Sorry, that wasn't what I wanted to mention. My concerns seem so petty now. I'll come back to them perhaps.

I've put it off all week, but I was forced to go out and buy some food today. I know I have the click and collection on Monday, but I have been without fresh fruit and vegetables for a few days and that is upsetting. Everything's upsetting at the moment. I am near to tears all the time. I should be strong. I could be maintaining vigilance because I know I don't trust the government not to take full advantage of the diversion this pandemic is providing. I should be writing letters to my MP, but I can't see the point. Despite having written a number of letters to him over the years I have can count the replies I have had on the fingers of two fingers - that's not counting the automatic "out of office, will get back to you soon" or the soothing nonsense of an unpaid lacky. The MP for my previous place of residence usually took months to reply, but he eventually got round round to it, not that his replies were ever useful in the terms that we might find ourselves in some sort of accord. Anyway, I'll go and cook something to eat.

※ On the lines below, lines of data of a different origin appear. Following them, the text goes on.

impl GameSession {
    pub fn new(id: SessionId, map: &Map) -> Self {
        Self::with_rng(id, map, StdRng::from_entropy())
    }

    /// Builds a session with a caller-provided generator so tests can
    /// replay exact spawn and loot sequences.
    pub fn with_rng(id: SessionId, map: &Map, rng: StdRng) -> Self {
        Self {
            id,
            dogs: BTreeMap::new(),
            dog_roads: HashMap::new(),
            lost_objects: BTreeMap::new(),
            next_lost_object_id: 0,
            loot_generator: LootGenerator::new(
                Duration::from_secs_f64(map.loot_period()),
                map.loot_probability(),
            ),
            rng,
        }
    }

    pub fn id(&self) -> SessionId {
        self.id
    }

    pub fn dogs(&self) -> &BTreeMap<DogId, Dog> {
        &self.dogs
    }

    pub fn dog(&self, id: DogId) -> Option<&Dog> {
        self.dogs.get(&id)
    }

    pub fn dog_mut(&mut self, id: DogId) -> Option<&mut Dog> {
        self.dogs.get_mut(&id)
    }

    pub fn lost_objects(&self) -> &BTreeMap<LostObjectId, LostObject> {
        &self.lost_objects
    }

    pub fn next_lost_object_id(&self) -> LostObjectId {
        self.next_lost_object_id
    }

    pub fn set_next_lost_object_id(&mut self, id: LostObjectId) {
        self.next_lost_object_id = id;
    }

    pub fn random_coord_in_roads(&mut self, map: &Map) -> Coords {
        map.random_coord_in_roads(&mut self.rng)
    }

    /// Creates a dog at `coords` and returns its id. Ids stay unique even
    /// after earlier dogs have retired.
    pub fn add_dog(&mut self, map: &Map, coords: Coords) -> DogId {
        let id = self.dogs.keys().next_back().map_or(0, |max_id| max_id + 1);
        self.insert_dog(map, Dog::new(id, coords, map.bag_capacity()));
        id
    }

    /// Inserts an existing dog, resolving the road it stands on. Used both
    /// by `add_dog` and when restoring from a snapshot.
    pub fn insert_dog(&mut self, map: &Map, dog: Dog) {
        let id = dog.id();
        if let Some(road_index) = map.road_index_by_coords(dog.coords()) {
            self.dog_roads.insert(id, road_index);
        }
        self.dogs.insert(id, dog);
    }

    pub fn erase_dog(&mut self, id: DogId) {
        self.dogs.remove(&id);
        self.dog_roads.remove(&id);
    }

    /// Inserts a lost object, bumping the id counter past it if needed.
    /// Used by loot generation and snapshot restore.
    pub fn add_lost_object(&mut self, object: LostObject) {
        self.next_lost_object_id = self.next_lost_object_id.max(object.id() + 1);
        self.lost_objects.insert(object.id(), object);
    }

    /// Advances the session by `delta_time` seconds: movement, gathering
    /// and deposits, then loot generation.
    pub fn update(&mut self, map: &Map, delta_time: f64) {
        let mut init_coords: BTreeMap<DogId, Coords> = BTreeMap::new();
        let mut end_coords: BTreeMap<DogId, Coords> = BTreeMap::new();

        let dog_ids: Vec<DogId> = self.dogs.keys().copied().collect();
        for id in dog_ids {
            let Some(dog) = self.dogs.get_mut(&id) else { continue };
            dog.add_life_time(delta_time);

            let start = dog.coords();
            let velocity = dog.velocity();
            let target = Coords::new(
                start.x + velocity.vx * delta_time,
                start.y + velocity.vy * delta_time,
            );

            init_coords.insert(id, start);
            self.move_dog(map, id, target);
            if let Some(dog) = self.dogs.get(&id) {
                end_coords.insert(id, dog.coords());
            }
        }

        self.apply_gather_events(map, &init_coords, &end_coords);
        self.generate_loot(map, delta_time);
    }

    /// Moves one dog towards `target`, walking road to road.
    ///
    /// While the target lies outside the current road, the dog is snapped
    /// to the point where its trajectory leaves the road; if another road
    /// contains that point the walk continues there, otherwise the dog
    /// stops. Roads already visited this step are excluded from the
    /// lookup, so every iteration switches to a new road and the loop
    /// terminates.
    fn move_dog(&mut self, map: &Map, id: DogId, target: Coords) {
        let mut visited: Vec<usize> = Vec::new();

        loop {
            let Some(&road_index) = self.dog_roads.get(&id) else { return };
            let road = &map.roads()[road_index];

            let Some(dog) = self.dogs.get_mut(&id) else { return };
            if road.contains(target) {
                dog.set_coords(target);
                return;
            }

            let boundary = road.exit_point(dog.coords(), target);
            dog.set_coords(boundary);
            visited.push(road_index);

            match map.another_road_index_at(boundary, &visited) {
                Some(next_road) => {
                    self.dog_roads.insert(id, next_road);
                }
                None => {
                    dog.set_velocity(Velocity::default());
                    return;
                }
            }
        }
    }

    /// Replays the tick's collision events in time order: deposits convert
    /// bags into score, pickups move items into bags while they still
    /// exist and the bag has room.
    fn apply_gather_events(
        &mut self,
        map: &Map,
        init_coords: &BTreeMap<DogId, Coords>,
        end_coords: &BTreeMap<DogId, Coords>,
    ) {
        let provider = SessionCollisionProvider::new(self, map, init_coords, end_coords);
        let events = find_gather_events(&provider);

        for event in &events {
            let dog_id = provider.dog_id(event.gatherer_id);

            if event.is_base {
                if let Some(dog) = self.dogs.get_mut(&dog_id) {
                    dog.hand_over_loot();
                }
                continue;
            }

            let lost_object_id = provider.lost_object_id(event.item_id);
            // Another dog may have gathered it earlier in this tick.
            let Some(object) = self.lost_objects.get(&lost_object_id) else {
                continue;
            };
            let item = LootInBag::from(object);
            if let Some(dog) = self.dogs.get_mut(&dog_id) {
                if dog.try_stash(item) {
                    self.lost_objects.remove(&lost_object_id);
                }
            }
        }
    }

    /// Asks the generator how much loot to add and scatters it on roads.
    fn generate_loot(&mut self, map: &Map, delta_time: f64) {
        let amount = self.loot_generator.generate(
            Duration::from_secs_f64(delta_time),
            self.lost_objects.len() as u32,
            self.dogs.len() as u32,
        );
        if map.loot_type_count() == 0 {
            return;
        }

        for _ in 0..amount {
            let id = self.next_lost_object_id;
            self.next_lost_object_id += 1;

            let ratio: f64 = self.rng.gen();
            let type_index = (ratio * (map.loot_type_count() - 1) as f64).round() as usize;
            let value = map.loot_value(type_index);
            let pos = map.random_coord_in_roads(&mut self.rng);

            self.lost_objects
                .insert(id, LostObject::new(id, type_index, value, pos));
        }
    }
}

Did you see the swan family this afternoon? Eight cygnets, probably no more than a week or so old. No doubt they'll be back. I shall probably try and get a photograph. They were in a hurry to get somewhere. They don't function on your scale of speed though. I wonder if they even register on your vision?

I'm supposed to be singing something in a virtual folk club tonight. I can't bring myself to practise anything. Once again I shan't be able to go in. I'm going to have to force myself sometime. Just not tonight.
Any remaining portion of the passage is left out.